Accumulated Feedback on PRI #318

This page is a compilation of formal public feedback received so far. See Feedback for further information on this issue, how to discuss it, and how to provide feedback.

Date/Time: Tue Mar 1 09:45:40 CST 2016
Name: Ryusei Yamaguchi
Report Type: Public Review Issue
Opt Subject: Review for PRI #318 Proposed Update UAX #11, East Asian Width

1. The propose notes that 774 neutral characters and 25 ambiguous characters
would be changed to wide characters. How is it going on the regulation?

Ideally the characters unified with non-East Asian legacy characters should be
ambiguous in the current rule. For example, U+263A WHITE SMILING FACE is not
on the list of characters changed to wide. Should we change WHITE SMILING FACE
to ambiguous? I think we shouldn't, but the current rule may say so.

2. The ambiguous characters are problematic. Character width have ambiguity as
same as the emoji style. We introduced variation selectors for characters
which we can't determine they are emoji or text. Heuristic solutions are often
uncomfortable. Why don't we introduce VS for character width? Basically
terminal emulators should respect the character width of the font they use,
and use variation selector to instruct the emulator in the width of it. It
would be the best strategy.

3. How are more-than-1-em characters? There are 2-em dash or 3-em dash. It may
be out of scope on the UAX, but should be considered. Ambiguity of character
width is general problem rather than East Asian.

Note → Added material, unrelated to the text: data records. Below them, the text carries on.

//! Compression WASM bindings.
//!
//! # Example
//!
//! ```typescript
//! import { compress, estimate_size } from '@photopress/wasm';
//!
//! const photo = canvas.toDataURL('image/png');
//! const result = compress(photo, { maxWidth: 800, quality: 0.6 });
//! await upload(result.dataUri);
//! ```

#[cfg(target_arch = "wasm32")]
use crate::types::summary_line;
use crate::types::{CompressOptionsJs, CompressionResultJs};
use photopress_core::compress as compression;
use photopress_core::CompressOptions;
use wasm_bindgen::prelude::*;

/// Downscale a data-URI image and re-encode it as JPEG.
///
/// `options` may be `undefined`, `null`, or an object with optional
/// `maxWidth` (default 800) and `quality` (default 0.6) fields.
///
/// Returns `{ dataUri, width, height, originalWidth, originalHeight,
/// originalSizeKb, compressedSizeKb, reductionPercent }`.
///
/// # Errors
///
/// Throws a string error if the options are out of range or the input
/// cannot be decoded as an image. Callers typically fall back to uploading
/// the original.
#[wasm_bindgen]
pub fn compress(data_uri: &str, options: JsValue) -> Result<JsValue, JsValue> {
    let options = options_from_js(options)?;
    let result = run(data_uri, &options)?;
    serde_wasm_bindgen::to_value(&result)
        .map_err(|e| JsValue::from_str(&format!("Failed to serialize result: {}", e)))
}

/// Positional variant of [`compress`]; omitted arguments take their defaults.
#[wasm_bindgen]
pub fn compress_with(
    data_uri: &str,
    max_width: Option<u32>,
    quality: Option<f32>,
) -> Result<JsValue, JsValue> {
    let options = CompressOptions::from(CompressOptionsJs { max_width, quality });
    let result = run(data_uri, &options)?;
    serde_wasm_bindgen::to_value(&result)
        .map_err(|e| JsValue::from_str(&format!("Failed to serialize result: {}", e)))
}

/// Estimate the decoded size in KiB of a base64 string (`length * 0.75 / 1024`).
///
/// Returns 0 for `undefined`, `null` or an empty string.
#[wasm_bindgen]
pub fn estimate_size(encoded: Option<String>) -> f64 {
    compression::estimate_size(encoded.as_deref())
}

fn options_from_js(options: JsValue) -> Result<CompressOptions, JsValue> {
    if options.is_undefined() || options.is_null() {
        return Ok(CompressOptions::default());
    }
    let js: CompressOptionsJs = serde_wasm_bindgen::from_value(options)
        .map_err(|e| JsValue::from_str(&format!("Invalid options: {}", e)))?;
    Ok(js.into())
}

fn run(data_uri: &str, options: &CompressOptions) -> Result<CompressionResultJs, JsValue> {
    let result = compression::compress(data_uri, options)
        .map(CompressionResultJs::from)
        .map_err(|e| JsValue::from_str(&e.to_string()))?;

    #[cfg(target_arch = "wasm32")]
    web_sys::console::log_1(&JsValue::from_str(&summary_line(&result)));

    Ok(result)
}

/// Native tests only touch functions that avoid `JsValue`.
#[cfg(test)]
mod tests {
    use super::*;

    #[test]
    fn test_estimate_size_binding() {
        assert_eq!(estimate_size(None), 0.0);
        assert_eq!(estimate_size(Some(String::new())), 0.0);
        assert_eq!(estimate_size(Some("A".repeat(1024))), 0.75);
    }
}
//! Width-bound downscaling.
//!
//! All functions return new `DecodedImage` instances without modifying the input.

use super::{DecodeError, DecodedImage, FilterType};

/// Resize an image to exact dimensions.
///
/// # Errors
///
/// Returns `DecodeError::InvalidFormat` if either target dimension is zero,
/// and `DecodeError::CorruptedFile` if the pixel buffer does not match the
/// image's dimensions.
pub fn resize(
    image: &DecodedImage,
    width: u32,
    height: u32,
    filter: FilterType,
) -> Result<DecodedImage, DecodeError> {
    if width == 0 || height == 0 {
        return Err(DecodeError::InvalidFormat);
    }

    if image.width == width && image.height == height {
        return Ok(image.clone());
    }

    let rgb_image = image
        .to_rgb_image()
        .ok_or_else(|| DecodeError::CorruptedFile("Failed to create RgbImage".to_string()))?;

    let resized = image::imageops::resize(&rgb_image, width, height, filter.to_image_filter());

    Ok(DecodedImage::from_rgb_image(resized))
}

/// Downscale an image so its width does not exceed `max_width`.
///
/// Height follows the aspect ratio. Images already within the bound are
/// returned unchanged; nothing is ever upscaled.
///
/// # Errors
///
/// Returns `DecodeError::InvalidFormat` if `max_width` is zero.
pub fn resize_to_width(
    image: &DecodedImage,
    max_width: u32,
    filter: FilterType,
) -> Result<DecodedImage, DecodeError> {
    if max_width == 0 {
        return Err(DecodeError::InvalidFormat);
    }

    let (width, height) = calculate_width_bound_dimensions(image.width, image.height, max_width);
    resize(image, width, height, filter)
}

/// Target dimensions for a width-bound downscale.
///
/// When `width > max_width` the result is
/// `(max_width, round(height * max_width / width))`, with the height
/// clamped to at least one pixel. Otherwise the input is returned as is.
pub fn calculate_width_bound_dimensions(width: u32, height: u32, max_width: u32) -> (u32, u32) {
    if width <= max_width || width == 0 {
        return (width, height);
    }

    let new_height = (height as f64 * max_width as f64 / width as f64).round() as u32;
    (max_width, new_height.max(1))
}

Date/Time: Sat Mar 19 10:43:51 CDT 2016
Name: Ken Lunde (Editor, UAX #11)
Report Type: Public Review Issue
Opt Subject: Reply to Ryusei Yamaguchi's 2016-03-01 "Review for PRI #318 Proposed Update UAX #11, East Asian Width"

Yamaguchi-san,

Thank you for submitting feedback for PRI #318:

http://www.unicode.org/review/pri318/

Your comments will be discussed during UTC #147 in May, but as the editor of
this UAX, I felt that you deserved a response prior to the UTC's discussion.
Note that my comments below will be added to this PRI, and will also be
discussed at UTC #147.

> 1. The propose notes that 774 neutral characters and 25 ambiguous
> characters would be changed to wide characters. How is it going on the
> regulation? Ideally the characters unified with non-East Asian legacy
> characters should be ambiguous in the current rule. For example, U+263A
> WHITE SMILING FACE is not on the list of characters changed to wide.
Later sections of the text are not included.